Re: Unbreakable vow question
- From: Toon <toon@xxxxxxxx>
- Date: Wed, 18 Jan 2006 08:14:38 -0500
On Tue, 17 Jan 2006 13:47:26 -0700, "Fish Eye no Miko"
<fisheye@xxxxxxxxxxxxxxx> wrote:
>Christian Winter wrote:
>
>> Adam Corolla wrote:
>
>>> Is an unbreakable vow unbreakable because you die if you break
>>> it, or does it simply make it impossible to break the vow, like it's
>>> impossible to touch your right hand to your right elbow?
>>
>> http://en.wikipedia.org/wiki/Unbreakable_Vow
>
>"It is always performed with a witness on hand, holding their wand on the
>agreeing persons' linked hands to bind them with a tongue of flame"
>
>Seeing as we've only seen it done once, how can we assume that?

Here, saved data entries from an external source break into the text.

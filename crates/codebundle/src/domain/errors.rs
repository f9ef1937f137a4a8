//! Domain-specific errors.

use std::path::PathBuf;

use thiserror::Error;

#[derive(Debug, Error, Clone, PartialEq, Eq)]
pub enum BundleError {
    #[error("invalid argument: {0}")]
    InvalidArgument(String),
    #[error("No valid languages specified.")]
    NoValidLanguages,
    #[error("No matching files found under {}.", .root.display())]
    NoFilesFound { root: PathBuf },
}
//! Tracing subscriber setup for binaries built on this crate.

use crate::constants::{DEFAULT_LOG_FILTER, LOG_ENV_VAR};
use tracing_subscriber::EnvFilter;
use tracing_subscriber::layer::SubscriberExt;
use tracing_subscriber::util::SubscriberInitExt;

/// Filter from `KEYBOARD_HANDOFF_LOG`, falling back to `info`
pub fn env_filter() -> EnvFilter {
    EnvFilter::try_from_env(LOG_ENV_VAR).unwrap_or_else(|_| EnvFilter::new(DEFAULT_LOG_FILTER))
}

/// Install a stderr fmt subscriber. Safe to call more than once; later calls
/// are ignored.
pub fn init() {
    let _ = tracing_subscriber::registry()
        .with(env_filter())
        .with(tracing_subscriber::fmt::layer().with_writer(std::io::stderr))
        .try_init();
}
//! Performance instrumentation for the drag hot path.
//!
//! Drag samples arrive at display rate for as long as a gesture lasts, so the
//! handler is timed when the `profiling` feature is enabled:
//!
//! ```toml
//! [dependencies]
//! keyboard-handoff = { features = ["profiling"] }
//! ```
//!
//! ```ignore
//! fn drag_sample(&mut self, sample: DragSample) {
//!     profile_scope!("drag_sample", DRAG_SAMPLE_BUDGET_MS);
//!     // ...
//! }
//! ```

use std::sync::atomic::{AtomicBool, Ordering};
use std::time::Instant;
use tracing::warn;
#[cfg(feature = "profiling")]
use tracing::trace;

/// Default threshold for timers created without one
const DEFAULT_THRESHOLD_MS: f64 = 16.67;

/// Global flag to enable/disable profiling at runtime
static PROFILING_ENABLED: AtomicBool = AtomicBool::new(cfg!(feature = "profiling"));

/// Profile a scope with the given name. Zero-cost when profiling is disabled.
#[macro_export]
macro_rules! profile_scope {
    ($name:expr) => {
        #[cfg(feature = "profiling")]
        let _timer = $crate::perf::ScopedTimer::for_profiling($name);
        #[cfg(not(feature = "profiling"))]
        let _ = $name;
    };
    ($name:expr, $threshold_ms:expr) => {
        #[cfg(feature = "profiling")]
        let _timer = $crate::perf::ScopedTimer::new($name, $threshold_ms);
        #[cfg(not(feature = "profiling"))]
        let _ = ($name, $threshold_ms);
    };
}

pub use profile_scope;

/// Enable or disable profiling at runtime.
/// Note: This only affects code compiled with the `profiling` feature.
pub fn set_profiling_enabled(enabled: bool) {
    PROFILING_ENABLED.store(enabled, Ordering::Relaxed);
}

pub fn is_profiling_enabled() -> bool {
    PROFILING_ENABLED.load(Ordering::Relaxed)
}

/// RAII timer that warns when its scope runs over a threshold
pub struct ScopedTimer {
    name: &'static str,
    start: Instant,
    threshold_ms: f64,
}

impl ScopedTimer {
    pub fn new(name: &'static str, threshold_ms: f64) -> Self {
        Self {
            name,
            start: Instant::now(),
            threshold_ms,
        }
    }

    /// Timer with the default frame-budget threshold
    pub fn for_profiling(name: &'static str) -> Self {
        Self::new(name, DEFAULT_THRESHOLD_MS)
    }

    pub fn elapsed_ms(&self) -> f64 {
        self.start.elapsed().as_secs_f64() * 1000.0
    }
}

impl Drop for ScopedTimer {
    fn drop(&mut self) {
        if !is_profiling_enabled() {
            return;
        }
        let elapsed = self.elapsed_ms();
        if elapsed > self.threshold_ms {
            warn!(
                "Slow operation '{}': {:.3}ms (budget {:.3}ms)",
                self.name, elapsed, self.threshold_ms
            );
        }
        #[cfg(feature = "profiling")]
        trace!(name = self.name, elapsed_ms = elapsed, "Scope timing");
    }
}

It's logical they'd perform it the standard dandard way.
>"The vow-taker retains the free will to break the vow..."
>
>And where's the evidence for that? I don't recall anything in the book
>saying that. COULD it be true? Yes. But nothing in canon says it is.
>
>Catherine Johnson.
Yes. because Arthur says if you break it you die. And was enraged
the twins dared try and do it to Ron. A little boy's more likely to
simply change his mind, then agree to a task he has any doubts in.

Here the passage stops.